(Extracted data entries)
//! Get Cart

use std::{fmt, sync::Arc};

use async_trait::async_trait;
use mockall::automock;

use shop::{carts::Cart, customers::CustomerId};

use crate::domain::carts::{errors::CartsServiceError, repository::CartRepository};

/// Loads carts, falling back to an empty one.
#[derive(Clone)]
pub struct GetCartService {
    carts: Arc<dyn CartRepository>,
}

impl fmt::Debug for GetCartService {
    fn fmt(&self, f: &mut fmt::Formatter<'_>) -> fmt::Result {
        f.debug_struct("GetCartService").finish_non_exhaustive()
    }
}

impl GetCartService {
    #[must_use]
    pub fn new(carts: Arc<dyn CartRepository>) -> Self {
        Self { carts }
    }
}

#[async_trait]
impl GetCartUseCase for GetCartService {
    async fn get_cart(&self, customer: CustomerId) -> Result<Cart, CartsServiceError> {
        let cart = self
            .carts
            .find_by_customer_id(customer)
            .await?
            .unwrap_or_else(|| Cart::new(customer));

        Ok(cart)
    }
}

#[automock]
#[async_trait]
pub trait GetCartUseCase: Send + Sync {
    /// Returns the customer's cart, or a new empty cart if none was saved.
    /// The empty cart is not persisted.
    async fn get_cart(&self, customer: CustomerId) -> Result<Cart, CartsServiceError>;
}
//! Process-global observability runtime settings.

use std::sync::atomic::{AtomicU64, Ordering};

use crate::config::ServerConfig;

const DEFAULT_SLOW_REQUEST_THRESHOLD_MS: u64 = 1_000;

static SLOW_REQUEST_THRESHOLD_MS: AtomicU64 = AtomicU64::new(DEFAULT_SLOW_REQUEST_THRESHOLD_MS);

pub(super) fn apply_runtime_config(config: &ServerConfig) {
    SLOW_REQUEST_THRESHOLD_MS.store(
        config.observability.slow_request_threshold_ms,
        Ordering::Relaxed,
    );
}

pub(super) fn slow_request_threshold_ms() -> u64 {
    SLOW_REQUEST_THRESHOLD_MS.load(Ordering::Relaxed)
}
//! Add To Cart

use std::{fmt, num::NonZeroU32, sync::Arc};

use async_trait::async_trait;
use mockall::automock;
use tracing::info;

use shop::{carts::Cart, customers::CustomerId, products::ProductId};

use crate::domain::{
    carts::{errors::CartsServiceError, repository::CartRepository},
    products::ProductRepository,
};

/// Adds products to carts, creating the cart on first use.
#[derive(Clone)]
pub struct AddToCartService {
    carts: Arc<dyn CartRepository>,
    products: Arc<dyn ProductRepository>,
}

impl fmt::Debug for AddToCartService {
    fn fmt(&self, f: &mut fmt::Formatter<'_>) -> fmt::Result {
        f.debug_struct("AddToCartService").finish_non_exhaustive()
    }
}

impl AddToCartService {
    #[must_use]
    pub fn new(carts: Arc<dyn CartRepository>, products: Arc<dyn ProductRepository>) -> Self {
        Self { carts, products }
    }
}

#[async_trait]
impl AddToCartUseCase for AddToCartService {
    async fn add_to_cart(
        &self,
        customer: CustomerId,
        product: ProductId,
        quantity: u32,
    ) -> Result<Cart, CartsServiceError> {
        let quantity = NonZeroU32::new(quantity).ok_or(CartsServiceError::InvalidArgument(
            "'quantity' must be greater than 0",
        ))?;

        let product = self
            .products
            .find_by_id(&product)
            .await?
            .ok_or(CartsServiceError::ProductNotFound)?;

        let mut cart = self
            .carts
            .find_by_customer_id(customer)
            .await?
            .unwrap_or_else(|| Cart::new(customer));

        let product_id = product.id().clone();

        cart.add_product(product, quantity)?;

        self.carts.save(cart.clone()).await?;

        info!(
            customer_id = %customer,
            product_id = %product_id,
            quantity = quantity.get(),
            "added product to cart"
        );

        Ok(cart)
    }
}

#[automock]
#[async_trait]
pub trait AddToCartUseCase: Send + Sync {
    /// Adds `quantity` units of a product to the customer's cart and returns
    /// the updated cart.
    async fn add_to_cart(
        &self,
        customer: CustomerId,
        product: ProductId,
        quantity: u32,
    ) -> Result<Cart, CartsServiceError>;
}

--

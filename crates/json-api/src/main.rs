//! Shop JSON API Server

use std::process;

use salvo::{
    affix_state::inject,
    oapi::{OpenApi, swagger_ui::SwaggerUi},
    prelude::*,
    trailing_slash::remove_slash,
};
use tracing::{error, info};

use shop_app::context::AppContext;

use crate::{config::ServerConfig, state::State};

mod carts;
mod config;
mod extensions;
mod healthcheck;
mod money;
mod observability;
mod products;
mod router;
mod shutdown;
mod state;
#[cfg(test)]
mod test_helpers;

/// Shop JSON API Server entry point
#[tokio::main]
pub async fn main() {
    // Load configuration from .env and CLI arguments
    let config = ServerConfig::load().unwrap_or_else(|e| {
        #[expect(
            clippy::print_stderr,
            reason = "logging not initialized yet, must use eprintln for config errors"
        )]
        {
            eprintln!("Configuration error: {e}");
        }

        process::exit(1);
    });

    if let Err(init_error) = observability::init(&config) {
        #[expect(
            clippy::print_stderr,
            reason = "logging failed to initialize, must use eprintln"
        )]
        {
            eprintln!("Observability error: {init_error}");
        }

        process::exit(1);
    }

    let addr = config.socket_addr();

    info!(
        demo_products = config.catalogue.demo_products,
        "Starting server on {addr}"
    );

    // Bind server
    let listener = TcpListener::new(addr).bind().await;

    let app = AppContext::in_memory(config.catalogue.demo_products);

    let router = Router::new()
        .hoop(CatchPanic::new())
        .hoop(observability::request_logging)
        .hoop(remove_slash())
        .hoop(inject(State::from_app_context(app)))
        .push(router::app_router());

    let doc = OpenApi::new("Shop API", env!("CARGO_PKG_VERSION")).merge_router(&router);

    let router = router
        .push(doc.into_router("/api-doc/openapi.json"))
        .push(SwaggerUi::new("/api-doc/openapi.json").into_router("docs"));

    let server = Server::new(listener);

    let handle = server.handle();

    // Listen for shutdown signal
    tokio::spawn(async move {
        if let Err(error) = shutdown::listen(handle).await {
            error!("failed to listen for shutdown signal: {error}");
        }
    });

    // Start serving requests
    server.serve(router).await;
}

## Required work
In the entries above, one line contains "pub fn new(carts: Arc<dyn CartRepository>)" and another contains "pub trait GetCartUseCase: Send". Reproduce exactly those two lines and the lines between them, nothing else.

## Exercise result
    pub fn new(carts: Arc<dyn CartRepository>) -> Self {
        Self { carts }
    }
}

#[async_trait]
impl GetCartUseCase for GetCartService {
    async fn get_cart(&self, customer: CustomerId) -> Result<Cart, CartsServiceError> {
        let cart = self
            .carts
            .find_by_customer_id(customer)
            .await?
            .unwrap_or_else(|| Cart::new(customer));

        Ok(cart)
    }
}

#[automock]
#[async_trait]
pub trait GetCartUseCase: Send + Sync {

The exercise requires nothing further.